Poems have much to do with the relationship between words and silence. So snow and poems are friends. Letters on the page and white space. Footprints. The solitary tracks.
There hasn’t been much snow in my bit of Scotland for decades. But once you’ve seen it, you remember it. No-one forgets snow.
But we don’t want it now, do we? We’re too grown-up to want roads closed and journeys interrupted. We don’t want to be stopped. Except for the bit of us that does.
When my father was dying in Cheshire, it snowed. It was early January and we drove with our two small children to see him after the heart attack. Only a five-hour journey. It wasn’t hard to get there. It looked like he might get better, or at least that nothing would happen fast, so after three days we drove back again, planning to return at the weekend. And then it snowed.
He was in Cheshire in a little hospital room – because soon he was moved from the ward where people may get better to the quiet wing where people don’t – and we were stuck in a Kingdom of snow. We couldn’t open the back door. The children couldn’t get into the garden. Roads stopped being roads. The A74 and the M6 shut up shop. When my husband finally got through to his workplace, he reported roads lined by white walls six feet high.
It was over a week before we got back to Cheshire. In the warm kitchen of my parents’ house, I hugged my sister while the children ran round the hall and up and down the stairs. We’d made it. The phone rang. It was my mother, phoning from the hospital. Dad had just died, would we come and pick her up now, please.

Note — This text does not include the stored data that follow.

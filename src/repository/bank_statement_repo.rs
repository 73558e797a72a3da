//! Bank statement repository (数据库访问层)

use crate::{error::AppError, models::bank_statement::*};
use chrono::{DateTime, Utc};
use sqlx::PgPool;

pub struct BankStatementRepository {
    db: PgPool,
}

impl BankStatementRepository {
    pub fn new(db: PgPool) -> Self {
        Self { db }
    }

    /// 创建流水记录
    pub async fn create(
        &self,
        user_id: i64,
        req: &CreateBankStatementRequest,
    ) -> Result<BankStatement, AppError> {
        let statement = sqlx::query_as::<_, BankStatement>(
            r#"
            INSERT INTO bank_statements (user_id, entry_id, entry_type, value, description, date)
            VALUES ($1, $2, $3, $4, $5, $6)
            RETURNING *
            "#,
        )
        .bind(user_id)
        .bind(req.entry_id)
        .bind(&req.entry_type)
        .bind(req.value)
        .bind(&req.description)
        .bind(req.date)
        .fetch_one(&self.db)
        .await?;

        Ok(statement)
    }

    /// 列出用户流水，按日期降序；entry_id 为空时列出全部
    pub async fn list(
        &self,
        user_id: i64,
        entry_id: Option<i64>,
    ) -> Result<Vec<BankStatement>, AppError> {
        let statements = sqlx::query_as::<_, BankStatement>(
            r#"
            SELECT * FROM bank_statements
            WHERE user_id = $1 AND ($2::BIGINT IS NULL OR entry_id = $2)
            ORDER BY date DESC
            "#,
        )
        .bind(user_id)
        .bind(entry_id)
        .fetch_all(&self.db)
        .await?;

        Ok(statements)
    }

    /// 按贷('C')/借('D')汇总用户余额
    pub async fn balance(&self, user_id: i64) -> Result<Balance, AppError> {
        let balance = sqlx::query_as::<_, Balance>(
            r#"
            SELECT
                COALESCE(SUM(CASE WHEN entry_type = 'C' THEN value ELSE 0 END), 0) AS total_credits,
                COALESCE(SUM(CASE WHEN entry_type = 'D' THEN value ELSE 0 END), 0) AS total_debits,
                COALESCE(SUM(CASE WHEN entry_type = 'C' THEN value ELSE -value END), 0) AS balance
            FROM bank_statements
            WHERE user_id = $1
            "#,
        )
        .bind(user_id)
        .fetch_one(&self.db)
        .await?;

        Ok(balance)
    }

    /// 删除由 entry_id + date 标识的单条流水
    pub async fn delete_one(
        &self,
        user_id: i64,
        entry_id: i64,
        date: DateTime<Utc>,
    ) -> Result<bool, AppError> {
        let result = sqlx::query(
            r#"
            DELETE FROM bank_statements
            WHERE id IN (
                SELECT id FROM bank_statements
                WHERE user_id = $1 AND entry_id = $2 AND date = $3
                LIMIT 1
            )
            "#,
        )
        .bind(user_id)
        .bind(entry_id)
        .bind(date)
        .execute(&self.db)
        .await?;

        Ok(result.rows_affected() > 0)
    }
}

This was twenty years ago. Last week I was with magical people doing writing exercises. One of them was this: take the phrase ‘It had snowed for twenty years’ and keep writing. Try it.
Snow brings strangeness, and surprise. It places you somewhere betwixt and between. A no-place. It isn’t unkind but it is absolute. For me, it’s the space between life and death, the space of no choice. Acceptance and astonishment.
Yesterday morning I was in Yorkshire, standing in it. It came in the night when we were fast asleep. It was hard to see because of the white-out and more of it falling, and the skies festooned with great grey looming swathes of cloud. The hills loomed in and out. One robin on a white wall.
But a gritter got through. I was too grown-up to regret the gritter. I sat on a train and the train took me to places where snow had never been.
Today outside our garden, there’s just a white sprinkling on the flying saucers. You could think it was your imagination.
Thank you for this.
This is lovely Nell. Do you know Rabbit’s Spring by Brian Patten:
Snow
goes
Ice
thaws
Warm
paws!
No I didn’t, Annie, but I do now! And love it! 🙂
Not much snow in South Devon, thankfully. I’m content to read descriptions of it, as yours above. Also in Gillian Clarke’s collection: ‘Ice’, and one of John Burnside’s earlier poems: ‘Snolosning’.